Thursday, October 21, 2010

Intruders

About a week before Halloween, the year after our encounter with the bat, I was awakened from a deep and peaceful sleep by a loud noise from within our home. Sitting straight up in the bed, I looked at the clock and saw that it was just past one a.m. Connie had heard it too and grabbed my arm. “What was that,” she said, in a frightened whisper.

“Shhhh...” I hissed, and listened carefully to the silence we were now drowning in. It was one of those ridiculous moments when you want to hear the noise again, to confirm that it really happened, but also didn’t want to hear it, because that would prove that something was making the noise.

I swung my legs off the bed and set my feet quietly on the floor. The noise replayed in my head over and over and I tried to make my best guess as to where it had come from. When my mind cleared from its sleepy fog, I reasoned that the sound must have originated downstairs. It was not the sound of breaking glass, but could have been something knocked over as an intruder stumbled around in the dark.

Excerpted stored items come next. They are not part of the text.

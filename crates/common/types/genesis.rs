use bytes::Bytes;
use ethereum_types::{Address, Bloom, H256, U256};
use serde::Deserialize;
use std::collections::HashMap;

use ethrun_rlp::encode::RLPEncode;

use super::{
    compute_receipts_root, compute_storage_root, compute_transactions_root,
    compute_withdrawals_root, code_hash, AccountState, Block, BlockBody, BlockHeader, ChainConfig,
    DEFAULT_OMMERS_HASH, INITIAL_BASE_FEE,
};
use crate::trie::secure_trie_root;

/// A geth-format genesis file: chain config plus the initial allocation.
#[derive(Debug, Deserialize, Clone)]
#[serde(rename_all = "camelCase")]
pub struct Genesis {
    /// Chain configuration
    pub config: ChainConfig,
    /// The initial state of the accounts in the genesis block.
    pub alloc: HashMap<Address, GenesisAccount>,
    /// Genesis header values
    #[serde(default)]
    pub coinbase: Address,
    #[serde(default)]
    pub difficulty: U256,
    #[serde(default, with = "crate::serde_utils::bytes")]
    pub extra_data: Bytes,
    #[serde(with = "crate::serde_utils::u64::hex_str")]
    pub gas_limit: u64,
    #[serde(default, with = "crate::serde_utils::u64::hex_str")]
    pub nonce: u64,
    #[serde(default, alias = "mixHash", alias = "mixhash")]
    pub mix_hash: H256,
    #[serde(deserialize_with = "crate::serde_utils::u64::deser_hex_or_dec_str")]
    pub timestamp: u64,
    #[serde(default, with = "crate::serde_utils::u64::hex_str_opt")]
    pub base_fee_per_gas: Option<u64>,
    #[serde(default, with = "crate::serde_utils::u64::hex_str_opt")]
    pub blob_gas_used: Option<u64>,
    #[serde(default, with = "crate::serde_utils::u64::hex_str_opt")]
    pub excess_blob_gas: Option<u64>,
}

#[derive(Clone, Debug, Deserialize, PartialEq, Default)]
pub struct GenesisAccount {
    #[serde(default, with = "crate::serde_utils::bytes")]
    pub code: Bytes,
    #[serde(default)]
    pub storage: HashMap<H256, U256>,
    #[serde(deserialize_with = "crate::serde_utils::u256::deser_hex_or_dec_str")]
    pub balance: U256,
    #[serde(default, with = "crate::serde_utils::u64::hex_str")]
    pub nonce: u64,
}

impl From<&GenesisAccount> for AccountState {
    fn from(account: &GenesisAccount) -> Self {
        AccountState {
            nonce: account.nonce,
            balance: account.balance,
            storage_root: compute_storage_root(&account.storage),
            code_hash: code_hash(&account.code),
        }
    }
}

impl Genesis {
    pub fn get_block(&self) -> Block {
        Block {
            header: self.get_block_header(),
            body: self.get_block_body(),
        }
    }

    fn get_block_header(&self) -> BlockHeader {
        let mut blob_gas_used: Option<u64> = None;
        let mut excess_blob_gas: Option<u64> = None;
        if self.config.is_cancun_activated(self.timestamp) {
            blob_gas_used = Some(self.blob_gas_used.unwrap_or(0));
            excess_blob_gas = Some(self.excess_blob_gas.unwrap_or(0));
        }

        let base_fee_per_gas = if self.config.is_london_activated(0) {
            self.base_fee_per_gas.or(Some(INITIAL_BASE_FEE))
        } else {
            self.base_fee_per_gas
        };

        BlockHeader {
            parent_hash: H256::zero(),
            ommers_hash: *DEFAULT_OMMERS_HASH,
            coinbase: self.coinbase,
            state_root: self.compute_state_root(),
            transactions_root: compute_transactions_root(&[]),
            receipts_root: compute_receipts_root(&[]),
            logs_bloom: Bloom::zero(),
            difficulty: self.difficulty,
            number: 0,
            gas_limit: self.gas_limit,
            gas_used: 0,
            timestamp: self.timestamp,
            extra_data: self.extra_data.clone(),
            prev_randao: self.mix_hash,
            nonce: self.nonce,
            base_fee_per_gas,
            withdrawals_root: self
                .config
                .is_shanghai_activated(self.timestamp)
                .then_some(compute_withdrawals_root(&[])),
            blob_gas_used,
            excess_blob_gas,
            parent_beacon_block_root: self
                .config
                .is_cancun_activated(self.timestamp)
                .then_some(H256::zero()),
        }
    }

    fn get_block_body(&self) -> BlockBody {
        BlockBody {
            transactions: vec![],
            ommers: vec![],
            withdrawals: self
                .config
                .is_shanghai_activated(self.timestamp)
                .then_some(vec![]),
        }
    }

    pub fn compute_state_root(&self) -> H256 {
        let items = self.alloc.iter().map(|(address, account)| {
            (
                address.as_bytes().to_vec(),
                AccountState::from(account).encode_to_vec(),
            )
        });
        secure_trie_root(items)
    }
}

#[cfg(test)]
mod tests {
    use super::*;
    use std::str::FromStr;

    const DEV_GENESIS: &str = r#"{
        "config": {
            "chainId": 3151908,
            "homesteadBlock": 0,
            "eip150Block": 0,
            "eip155Block": 0,
            "eip158Block": 0,
            "byzantiumBlock": 0,
            "constantinopleBlock": 0,
            "petersburgBlock": 0,
            "istanbulBlock": 0,
            "berlinBlock": 0,
            "londonBlock": 0,
            "mergeNetsplitBlock": 0,
            "shanghaiTime": 0,
            "cancunTime": 0,
            "terminalTotalDifficulty": 0,
            "terminalTotalDifficultyPassed": true
        },
        "alloc": {
            "0x6177843db3138ae69679A54b95cf345ED759450d": {
                "balance": "0x43c33c1937564800000"
            },
            "0x8943545177806ED17B9F23F0a21ee5948eCaa776": {
                "balance": "100000000000000000000",
                "nonce": "0x1"
            }
        },
        "coinbase": "0x0000000000000000000000000000000000000000",
        "difficulty": "0x0",
        "extraData": "0x",
        "gasLimit": "0x17d7840",
        "nonce": "0x1234",
        "mixhash": "0x0000000000000000000000000000000000000000000000000000000000000000",
        "timestamp": "1718040081"
    }"#;

    #[test]
    fn deserialize_genesis() {
        let genesis: Genesis = serde_json::from_str(DEV_GENESIS).unwrap();
        assert_eq!(genesis.config.chain_id, 3_151_908);
        assert_eq!(genesis.config.shanghai_time, Some(0));
        assert!(genesis.config.terminal_total_difficulty_passed);
        assert_eq!(genesis.gas_limit, 0x17d7840);
        assert_eq!(genesis.nonce, 0x1234);
        assert_eq!(genesis.timestamp, 1_718_040_081);

        let funded = Address::from_str("0x6177843db3138ae69679A54b95cf345ED759450d").unwrap();
        assert_eq!(
            genesis.alloc[&funded].balance,
            U256::from_str_radix("43c33c1937564800000", 16).unwrap()
        );
        let decimal = Address::from_str("0x8943545177806ED17B9F23F0a21ee5948eCaa776").unwrap();
        assert_eq!(
            genesis.alloc[&decimal].balance,
            U256::from_dec_str("100000000000000000000").unwrap()
        );
        assert_eq!(genesis.alloc[&decimal].nonce, 1);
    }

    #[test]
    fn genesis_block_shape() {
        let genesis: Genesis = serde_json::from_str(DEV_GENESIS).unwrap();
        let block = genesis.get_block();
        assert_eq!(block.header.number, 0);
        assert_eq!(block.header.parent_hash, H256::zero());
        assert_eq!(block.header.ommers_hash, *DEFAULT_OMMERS_HASH);
        assert_eq!(block.header.base_fee_per_gas, Some(INITIAL_BASE_FEE));
        // Cancun is active at genesis, so blob fields are zeroed in.
        assert_eq!(block.header.blob_gas_used, Some(0));
        assert_eq!(block.header.excess_blob_gas, Some(0));
        assert!(block.header.withdrawals_root.is_some());
        assert!(block.body.transactions.is_empty());
    }
}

I slowly made my way out of the bedroom and into the hallway; my hands reaching out along the way for something to use as a weapon but finding only a hairbrush and some jewelry on top of the dresser. I tried to remember where my baseball bat was and then recalled that it was in the storeroom downstairs, along with anything else I might conceivably use to protect myself and my family.

I cautiously opened the door to the basement a few inches and listened. At first I couldn’t hear anything, but then I could make out a strange break in the silence. It didn’t register as a recognizable sound, but more like a soft change in the tone of nothingness.

I slipped my hand through the doorway and flipped on the switch for the light on the steps. I half expected to hear footsteps and the hurried rush of our intruder to escape, but there was nothing. I knew that this could be either very good or very bad news.

At this point I had the option of calling 911 or investigating for myself. With no weapon and having little or no skills at martial arts or hand to hand combat, the logical thing would have been to close and lock the basement door and call the professionals. I, however, in an extremely rare moment of perceived masculinity, decided to live free and die hard. My name is Bruce W. after all.

I moved carefully down the first few stairs, cringing with each alarmingly loud creak of the wood beneath my feet. There were six stairs down to a landing and three more stairs after turning a blind corner before reaching the basement. If someone was waiting on those lower steps, I would have little time to rush back up the stairs to lock the door.

I listened again and the odd, broken noise was louder. If I could describe it, I would say it sounded like someone with asthma taking a long, wheezy breath. I froze. The sound was almost identical to the breathing noise that Jason Voorhees made behind his mask in the Friday the 13th movies. My mind tortured me with the words that followed his intense respiration on film…”kill, kill, kill.”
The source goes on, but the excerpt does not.